As someone who studied economics, I came to appreciate the amount of information that can be nicely distilled into a well-chosen graph — relationships with price and quantity, changes in supply and demand over time, efficient frontiers, and more. With so much data and so much potential value to be gained from data, it is good to see that we are poised to take greater advantage of our amazing visual bandwidth through more graphic encoding of data. The trend of greater “visual literacy” or graphicacy is apparent.
Data visualization expert, Stephen Few, recently wrote an article, Criteria for Evaluating Visual EDA Tools in his quarterly Visual Business Intelligence Newsletter. The first sentence in the article is important: “We visualize data for various purposes.” To expand on that, let’s consider when data are data and when data become information.
Many consider data visualization and information visualization to be synonymous. However, in the context of a data-information continuum, we begin to see that there are important differences. Data only become information when the data serve to inform. If you are the analyst exploring data, seeking to produce information, you are the primary audience while doing Exploratory Data Analysis — you and the data, learning, on your path to produce more information. You are simultaneously the information producer and consumer. The data are informing your next steps as you seek to learn more.

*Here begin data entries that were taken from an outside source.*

//! Input validation for catalog names.

use crate::error::{CoreError, Result};

/// Longest accepted permission or role name, in bytes.
pub const MAX_NAME_LEN: usize = 128;

/// Trim a permission or role name and reject empty or oversized values.
pub fn validate_name(field: &'static str, name: &str) -> Result<String> {
    let trimmed = name.trim();
    if trimmed.is_empty() {
        return Err(CoreError::InvalidInput {
            field,
            reason: "must not be empty".into(),
        });
    }
    if trimmed.len() > MAX_NAME_LEN {
        return Err(CoreError::InvalidInput {
            field,
            reason: format!("longer than {} bytes", MAX_NAME_LEN),
        });
    }
    Ok(trimmed.to_string())
}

Once you have obtained results and produced information, you typically need to disseminate your findings to others (information consumers). Regardless of the audience looking at the data and/or resultant information, the most efficient way to process what you are seeing is through graphical representation of data. We just can’t process text and tabular output as fast as we can graphs and data movies. Visualization plays an important role in data discovery as well as information dissemination.

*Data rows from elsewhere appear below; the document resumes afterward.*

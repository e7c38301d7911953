//! Configuration for a Gatehouse instance.

use std::path::Path;

use gatehouse_core::{Keypair, PublicKey, RequirementMap, TokenIssuer, TokenVerifier};
use gatehouse_guard::{GuardPolicy, DEFAULT_SUPER_ROLE};
use serde::{Deserialize, Serialize};

use crate::error::{GatehouseError, Result};

/// Role attached to newly registered principals.
pub const DEFAULT_ROLE: &str = "USER";

/// Default bearer token lifetime: 24 hours.
pub const DEFAULT_TOKEN_TTL_MS: i64 = 24 * 60 * 60 * 1000;

/// Configuration for Gatehouse.
///
/// Every field has a default, so a JSON file only needs the fields it
/// changes. Usually it carries at least the `actions` table.
#[derive(Debug, Clone, PartialEq, Eq, Serialize, Deserialize)]
#[serde(default)]
pub struct GatehouseConfig {
    /// Role that bypasses tenant scoping.
    pub super_role: String,
    /// Role attached on registration, if it exists. `null` disables it.
    pub default_role: Option<String>,
    /// Deny actions absent from `actions` instead of treating them as open.
    pub deny_unregistered_actions: bool,
    /// Lifetime of issued bearer tokens in milliseconds.
    pub token_ttl_ms: i64,
    /// Hex Ed25519 key that bearer tokens are checked against.
    pub token_public_key: Option<PublicKey>,
    /// Action id to required permission names.
    pub actions: RequirementMap,
}

impl Default for GatehouseConfig {
    fn default() -> Self {
        Self {
            super_role: DEFAULT_SUPER_ROLE.to_string(),
            default_role: Some(DEFAULT_ROLE.to_string()),
            deny_unregistered_actions: false,
            token_ttl_ms: DEFAULT_TOKEN_TTL_MS,
            token_public_key: None,
            actions: RequirementMap::new(),
        }
    }
}

impl GatehouseConfig {
    /// Parse and validate a JSON configuration.
    pub fn from_json_str(json: &str) -> Result<Self> {
        let config: Self =
            serde_json::from_str(json).map_err(|e| GatehouseError::Config(e.to_string()))?;
        config.validate()?;
        Ok(config)
    }

    /// Read, parse and validate a JSON configuration file.
    pub fn load(path: impl AsRef<Path>) -> Result<Self> {
        let path = path.as_ref();
        let json = std::fs::read_to_string(path)
            .map_err(|e| GatehouseError::Config(format!("reading {}: {}", path.display(), e)))?;
        Self::from_json_str(&json)
    }

    pub fn to_json_string(&self) -> Result<String> {
        serde_json::to_string_pretty(self).map_err(|e| GatehouseError::Config(e.to_string()))
    }

    pub fn with_actions(mut self, actions: RequirementMap) -> Self {
        self.actions = actions;
        self
    }

    pub fn validate(&self) -> Result<()> {
        if !is_name(&self.super_role) {
            return Err(GatehouseError::Config(format!(
                "super_role must be a trimmed role name, got {:?}",
                self.super_role
            )));
        }
        if matches!(&self.default_role, Some(role) if !is_name(role)) {
            return Err(GatehouseError::Config(
                "default_role must be null or a trimmed role name".into(),
            ));
        }
        if self.token_ttl_ms <= 0 {
            return Err(GatehouseError::Config(format!(
                "token_ttl_ms must be positive, got {}",
                self.token_ttl_ms
            )));
        }
        for (action, requirement) in self.actions.iter() {
            if !is_name(action) {
                return Err(GatehouseError::Config(format!("bad action id {:?}", action)));
            }
            if let Some(name) = requirement.permissions().iter().find(|p| !is_name(p)) {
                return Err(GatehouseError::Config(format!(
                    "action {} lists a bad permission name {:?}",
                    action, name
                )));
            }
        }
        Ok(())
    }

    pub fn guard_policy(&self) -> GuardPolicy {
        GuardPolicy {
            super_role: self.super_role.clone(),
            deny_unregistered_actions: self.deny_unregistered_actions,
        }
    }

    /// A token issuer using the configured ttl.
    pub fn token_issuer(&self, keypair: Keypair) -> TokenIssuer {
        TokenIssuer::new(keypair, self.token_ttl_ms)
    }

    /// The verifier for `token_public_key`, if one is configured.
    pub fn token_verifier(&self) -> Option<TokenVerifier> {
        self.token_public_key.map(TokenVerifier::new)
    }
}

/// Stored names are trimmed, so a padded name in the config could never match.
fn is_name(s: &str) -> bool {
    !s.is_empty() && s.trim() == s
}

That said, what capabilities are needed to explore data and produce information? The economist’s favorite answer is (of course) it depends! If you are asking relatively simple questions of your data, simple capabilities suffice. Even spreadsheets can do the trick (though it pains me to write it since they are overused to do things for which they were never intended!). If, however, you are asking more complex questions of your data — if the data need to be more rigorously explored to reveal truths — you need a richer set of data discovery capabilities.
Data visualization implies a greater degree of data analysis than information visualization. An analyst may need to look at things like scatter plots, parallel plots, dendrograms and surface plots to determine relationships, patterns, trends and anomalies to inform her next step. When she is ready to share results and depending on the audience, the analyst may show some of these same graphs to convey interesting findings in the data. She may also show completely different graphs — some that weren’t part of her discovery process – but she selects the graphs that best make the points and convey the stories in a way her audience will readily comprehend. Such presentation graphs may be in the form of bar charts, bubble plots or specific spatial graphs. I find it awkward to just talk or write about data and information visualization without showing some visualization, so a few examples are included.

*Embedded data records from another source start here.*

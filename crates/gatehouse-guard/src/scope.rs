//! Per-request memo of resolutions.
//!
//! A `RequestScope` lives for one request. When several checks in the same
//! request ask about the same principal, the first resolution is reused as
//! long as the store revision has not moved. Any role or permission
//! mutation bumps the revision, so a stale entry is never served.

use std::collections::HashMap;
use std::sync::Arc;

use gatehouse_core::PrincipalId;
use gatehouse_store::Store;
use tokio::sync::Mutex;
use tracing::debug;

use crate::engine::{PermissionEngine, Resolution};
use crate::error::Result;

/// Request-lifetime cache of principal resolutions.
#[derive(Debug, Default)]
pub struct RequestScope {
    entries: Mutex<HashMap<PrincipalId, Arc<Resolution>>>,
}

impl RequestScope {
    pub fn new() -> Self {
        Self::default()
    }

    /// Resolve through the cache.
    pub async fn resolve<S: Store>(
        &self,
        engine: &PermissionEngine<S>,
        principal: PrincipalId,
    ) -> Result<Arc<Resolution>> {
        let current = engine.store().revision().await?;

        let mut entries = self.entries.lock().await;
        if let Some(hit) = entries.get(&principal) {
            if hit.revision == current {
                return Ok(hit.clone());
            }
        }

        debug!(%principal, revision = current, "request scope miss");
        let fresh = Arc::new(engine.resolve(principal).await?);
        entries.insert(principal, fresh.clone());
        Ok(fresh)
    }

    /// Drop every cached resolution.
    pub async fn invalidate(&self) {
        self.entries.lock().await.clear();
    }

    pub async fn len(&self) -> usize {
        self.entries.lock().await.len()
    }

    pub async fn is_empty(&self) -> bool {
        self.entries.lock().await.is_empty()
    }
}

Using some publicly available breast cancer data, you can explore the data with various plots like the first two below. If you click on the malignant or benign bars in the diagnosis histogram, you can see the distributions of each of those diagnoses highlighted in other attributes. Even before you’ve begun to build a predictive model, you can see some nice separation in both of the images below — you can see how the attributes relate to the outcome you are trying to predict.
Say you’ve built a model that captures some of the complexity in how the variables interact and how they relate to the target variable, diagnosis, using visualization methods like the Profiler, you can see how changing one input variable (clicking and dragging the red vertical line), affects the outcome as well as other inputs.
Another important difference between visual data exploration and presentation graphics is that data visualizations are usually very quickly created — often in sub-seconds — to inform the analyst’s next step and so that the analyst can stay “in flow.” Depending on the audience and the degree of customization required, presentation graphics can take a great deal longer to create — often hours.
So, digging a little deeper into what’s behind the rising levels of graphicacy, it’s important to note the different skills that can contribute to making more sense of all this big data. Other evidence that graphicacy is on the rise: numerous LinkedIn groups on visualization have formed. And this popular two-day Data Visualization course at Harvard, which I had the pleasure of attending last year, apparently had a lengthy wait list when it was offered this past June. Visualization is increasingly on the radar of IT industry analysts as evidenced by the recent report from Forrester on advanced data visualization platforms. This past April, there was an interesting panel at the New York Public Library with a number of noteworthy thought leaders reflecting the multi-disciplinary interest in data and information visualization: What Makes a Good Data Visualization?
Whether you need to explore data, present and/or consume information, whether the questions you ask of your data are simple or complex, you can more efficiently and effectively produce and consume information by taking advantage of the growing number of visual paradigms and capabilities. Most of us are visual learners, and more than half of our brains are dedicated to supporting seeing. With growing varieties and volumes of data — and growing varieties and volumes of problems and opportunities — it is timely to see signs that we are taking greater advantage of our visual bandwidth to make faster sense of data.